Notas do Pinheiro

Jornalismo Analítico

terça-feira, agosto 02, 2011

Discurso perdido

A CENTRAL Única dos Trabalhadores (CUT) parece estar perdendo o foco de sua atuação. Depois de ter perdido o acesso privilegiado ao Palácio do Planalto no governo Luiz Inácio da Silva (2003-10) - até agora, a presidente da República, Dilma Wana Rousseff (PT-RS), não recebeu o presidente daquela entidade sindical, Artur Henrique da Silva (PT-SP), para uma audiência exclusiva -, a CUT passou a atirar para todos os lados, querendo participar de todas as decisões importantes do governo, da reforma tributária à mudança do regime de operação dos aeroportos. Enquanto endurece seu discurso político, demonstra desatenção com as questões que afetam diretamente a vida dos trabalhadores, e vai ficando isolada dentro do movimento sindical.

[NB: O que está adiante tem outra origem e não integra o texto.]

//! Form Engine
//!
//! A form keeps its fields in one signal and derives `errors` and
//! `is_valid` from them. An internal effect re-validates the whole form
//! whenever the field map changes; `set_field_value` additionally validates
//! the edited field right away, inside the same batch.
//!
//! # State
//!
//! - `fields`: name to [`FormField`]. Replaced as a whole on every edit.
//! - `errors`: name to message. `is_valid` is `errors.is_empty()` after
//!   every mutation.
//! - `is_dirty`: set by the first edit that moves a value away from its
//!   initial value, cleared only by [`Form::reset`].
//! - `is_submitting`: true while the submit handler is in flight.

use std::fmt;
use std::panic::AssertUnwindSafe;
use std::sync::Arc;

use futures_util::FutureExt;
use indexmap::IndexMap;
use serde_json::Value;
use tracing::{debug, error, warn};

use super::config::{Errors, FormConfig, Values};
use super::field::FormField;
use crate::reactive::{batch, untracked, Effect, Signal};

type FieldMap = IndexMap<String, FormField>;

/// How a call to [`Form::submit`] ended.
#[derive(Debug, Clone, Copy, PartialEq, Eq)]
pub enum SubmitOutcome {
    /// Validation failed; the handler was not called.
    Invalid,
    /// The form is valid but has no submit handler.
    NoHandler,
    /// The handler completed successfully.
    Submitted,
    /// The handler returned an error or panicked. The failure was logged.
    Failed,
}

struct FormState {
    config: FormConfig,
    /// Field values right after initialization, for dirty tracking.
    initial: Values,
    fields: Signal<FieldMap>,
    errors: Signal<Errors>,
    is_valid: Signal<bool>,
    is_dirty: Signal<bool>,
    is_submitting: Signal<bool>,
}

impl FormState {
    fn has_field(&self, name: &str) -> bool {
        self.fields.with_untracked(|fields| fields.contains_key(name))
    }

    fn values_untracked(&self) -> Values {
        self.fields.with_untracked(collect_values)
    }

    fn validate(&self) -> Errors {
        let (mut errors, values) = self.fields.with_untracked(|fields| {
            let errors: Errors = fields
                .iter()
                .filter_map(|(name, field)| field.validate().map(|msg| (name.clone(), msg)))
                .collect();
            (errors, collect_values(fields))
        });

        if let Some(on_validate) = &self.config.on_validate {
            let extra = untracked(|| on_validate(&values));
            errors.extend(extra.into_iter().filter(|(_, msg)| !msg.is_empty()));
        }

        batch(|| {
            self.is_valid.set(errors.is_empty());
            self.errors.set(errors.clone());
        });
        errors
    }
}

fn collect_values(fields: &FieldMap) -> Values {
    fields
        .iter()
        .map(|(name, field)| (name.clone(), field.value.clone()))
        .collect()
}

struct FormInner {
    state: Arc<FormState>,
    auto_validate: Effect,
}

impl Drop for FormInner {
    fn drop(&mut self) {
        self.auto_validate.dispose();
    }
}

/// Resets `is_submitting` when a submission ends, however it ends.
struct SubmittingGuard<'a>(&'a Signal<bool>);

impl Drop for SubmittingGuard<'_> {
    fn drop(&mut self) {
        self.0.set(false);
    }
}

/// Handle to a form. Clones share the same form.
///
/// All reads are tracked, so effects re-run when the part of the form
/// they read changes.
///
/// ```rust
/// use trellis_core::form::{rules, Form, FormConfig};
///
/// let form = Form::new(
///     FormConfig::new()
///         .initial_value("email", "")
///         .rule("email", rules::email()),
/// );
///
/// form.set_field_value("email", "a@b.com");
/// assert!(form.is_valid());
/// assert!(form.is_dirty());
/// ```
#[derive(Clone)]
pub struct Form {
    inner: Arc<FormInner>,
}

impl Form {
    /// Build the fields and start auto-validation.
    pub fn new(config: FormConfig) -> Self {
        let fields = config.build_fields();
        let initial = collect_values(&fields);

        let state = Arc::new(FormState {
            config,
            initial,
            fields: Signal::with_equality(fields, |_, _| false),
            errors: Signal::new(Errors::new()),
            is_valid: Signal::new(true),
            is_dirty: Signal::new(false),
            is_submitting: Signal::new(false),
        });

        let watched = Arc::clone(&state);
        let auto_validate = Effect::new(move || {
            if watched.fields.with(|fields| !fields.is_empty()) {
                untracked(|| watched.validate());
            }
        });

        Self {
            inner: Arc::new(FormInner {
                state,
                auto_validate,
            }),
        }
    }

    fn state(&self) -> &FormState {
        &self.inner.state
    }

    /// Change a field's value, mark it touched and re-validate it.
    ///
    /// Unknown names are logged and ignored.
    pub fn set_field_value(&self, name: &str, value: impl Into<Value>) {
        let state = self.state();
        if !state.has_field(name) {
            warn!(field = name, "set_field_value on unknown field");
            return;
        }
        let value = value.into();

        batch(|| {
            let mut field_error = None;
            state.fields.update(|fields| {
                let mut next = fields.clone();
                if let Some(field) = next.get_mut(name) {
                    field.value = value.clone();
                    field.touched = true;
                    field_error = field.validate();
                }
                next
            });

            if state.initial.get(name) != Some(&value) {
                state.is_dirty.set(true);
            }

            state.errors.update(|errors| {
                let mut next = errors.clone();
                match field_error {
                    Some(message) => {
                        next.insert(name.to_string(), message);
                    }
                    None => {
                        next.shift_remove(name);
                    }
                }
                next
            });
            state
                .is_valid
                .set(state.errors.with_untracked(IndexMap::is_empty));
        });
    }

    /// Mark a field touched or untouched without changing its value.
    pub fn set_field_touched(&self, name: &str, touched: bool) {
        let state = self.state();
        if !state.has_field(name) {
            warn!(field = name, "set_field_touched on unknown field");
            return;
        }
        state.fields.update(|fields| {
            let mut next = fields.clone();
            if let Some(field) = next.get_mut(name) {
                field.touched = touched;
            }
            next
        });
    }

    /// Re-run every rule and the whole-form validator.
    pub fn validate(&self) -> Errors {
        self.state().validate()
    }

    /// Return to the initial fields with no errors.
    pub fn reset(&self) {
        let state = self.state();
        state.fields.set(state.config.build_fields());
        batch(|| {
            state.is_dirty.set(false);
            state.is_submitting.set(false);
            state.errors.set(Errors::new());
            state.is_valid.set(true);
        });
        debug!("form reset");
    }

    /// Validate, then hand the values to the submit handler.
    ///
    /// Handler errors and panics are logged, never propagated, and
    /// `is_submitting` is false again once this returns. Callers must not
    /// start a second submission while one is in flight.
    pub async fn submit(&self) -> SubmitOutcome {
        let state = self.state();
        if !state.validate().is_empty() {
            return SubmitOutcome::Invalid;
        }
        let Some(handler) = state.config.on_submit.clone() else {
            return SubmitOutcome::NoHandler;
        };

        state.is_submitting.set(true);
        let _submitting = SubmittingGuard(&state.is_submitting);

        let values = state.values_untracked();
        let result = AssertUnwindSafe(async move { handler(values).await })
            .catch_unwind()
            .await;

        match result {
            Ok(Ok(())) => SubmitOutcome::Submitted,
            Ok(Err(err)) => {
                error!(error = %err, "form submission failed");
                SubmitOutcome::Failed
            }
            Err(_) => {
                error!("form submit handler panicked");
                SubmitOutcome::Failed
            }
        }
    }

    /// Current values by field name.
    pub fn values(&self) -> Values {
        self.state().fields.with(collect_values)
    }

    /// All fields, each with its current error filled in.
    pub fn fields(&self) -> FieldMap {
        let errors = self.errors();
        self.state().fields.with(|fields| {
            fields
                .iter()
                .map(|(name, field)| {
                    let mut field = field.clone();
                    field.error = errors.get(name).cloned();
                    (name.clone(), field)
                })
                .collect()
        })
    }

    /// One field with its current error filled in.
    pub fn field(&self, name: &str) -> Option<FormField> {
        let error = self.error(name);
        self.state().fields.with(|fields| {
            fields.get(name).cloned().map(|mut field| {
                field.error = error;
                field
            })
        })
    }

    pub fn errors(&self) -> Errors {
        self.state().errors.get()
    }

    pub fn error(&self, name: &str) -> Option<String> {
        self.state().errors.with(|errors| errors.get(name).cloned())
    }

    pub fn is_valid(&self) -> bool {
        self.state().is_valid.get()
    }

    pub fn is_dirty(&self) -> bool {
        self.state().is_dirty.get()
    }

    pub fn is_submitting(&self) -> bool {
        self.state().is_submitting.get()
    }
}

impl fmt::Debug for Form {
    fn fmt(&self, f: &mut fmt::Formatter<'_>) -> fmt::Result {
        let state = self.state();
        f.debug_struct("Form")
            .field("values", &state.values_untracked())
            .field("errors", &state.errors.get_untracked())
            .field("is_valid", &state.is_valid.get_untracked())
            .field("is_dirty", &state.is_dirty.get_untracked())
            .field("is_submitting", &state.is_submitting.get_untracked())
            .finish()
    }
}

/// Create a form from `config`.
pub fn create_form(config: FormConfig) -> Form {
    Form::new(config)
}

SUA diretoria queixa-se de não ser ouvida pelo governo Rousseff (2011-14), mas, quando tem oportunidade de se manifestar, dá sinais de não entender patavina dos problemas de cuja solução pretende participar, nem o impacto que a demora dessa solução tem sobre a vida das pessoas afetadas por eles, o que inclui os filiados às entidades sindicais que diz representar.

O PRESIDENTE da CUT disse em entrevista à reportagem do Jornal VALOR ECONÔMICO que enquanto discute determinados temas com o secretário-geral da Presidência da República, Gilberto Carvalho (PT-SP) - designado pela presidente Rousseff para os contatos com os movimentos sociais -, decisões são tomadas sem que ele seja ouvido. "Se for esperar acabar aquele tema em discussão na Secretaria-Geral da Presidência da República para entrar no outro tema, o assunto já foi resolvido dentro do governo", disse. "Um exemplo: aeroporto".

DE FATO trata-se de um ótimo exemplo do papel desempenhado até há pouco pelo governo e ainda agora pela CUT. A incapacidade do governo de enfrentar o problema da precariedade do sistema aeroportuário e da necessidade de sua modernização e expansão para atender a uma demanda que cresce exponencialmente já provocou situações dramáticas. O caos nos aeroportos observado nos últimos anos foi a demonstração mais nítida da incompetência do governo para prover um serviço adequado.

A RAPIDEZ do crescimento do movimento nos aeroportos não diminuiu. "O mercado doméstico brasileiro é o que mais cresce no mundo", apontou o relatório mensal da Associação Internacional de Transporte Aéreo (Iata) divulgado há pouco em Genebra. Entre Janeiro e Junho, o número de passageiros transportados no mercado doméstico cresceu 19% em relação ao primeiro semestre de 2010, índice quase cinco vezes maior do que o crescimento do mercado mundial, de 4%.

SEM reformas profundas na gestão dos aeroportos, seriam cada vez maiores os riscos de repetição, e com frequência cada vez maior, do caos aéreo, comprometendo totalmente a credibilidade das autoridades responsáveis pelo sistema antes mesmo da realização dos grandes eventos internacionais previstos para os próximos anos.

FINALMENTE, em Maio último, o governo Rousseff tomou a decisão correta de transferir para o empreendedor privado a tarefa de fazer aquilo que o setor público, sobretudo a Empresa Brasileira de Infraestrutura Aeroportuária (Infraero), não conseguiu fazer nos últimos anos, isto é, ampliar e tornar mais eficiente o sistema. O modelo para a concessão da expansão e da operação dos principais aeroportos do País - inicialmente, serão privatizados os aeroportos de Guarulhos (SP), Viracopos (SP) e Brasília (DF) - ainda não foi concluído e, para concluí-lo, o governo tem ouvido as partes interessadas.

UMA dessas partes, pois a concessão envolve questões trabalhistas, é o movimento sindical. Da reunião promovida pela Secretaria-Geral da Presidência da República e pela Secretaria da Aviação Civil (SAC) com sindicalistas, para discutir a questão trabalhista, Henrique saiu ameaçando recorrer à Justiça caso o governo insista em transferir para o setor privado o controle da empresa que ampliará e operará esses aeroportos - questão sobre a qual não tem credenciais para opinar. Pretendendo meter o bedelho nas grandes questões nacionais - deixando de lado as principais questões trabalhistas para outras centrais sindicais, que se mobilizam para realizar um ato conjunto em Agosto -, a CUT ignora os interesses dos brasileiros, que precisam de aeroportos eficientes, os quais o sistema atual não conseguiu oferecer.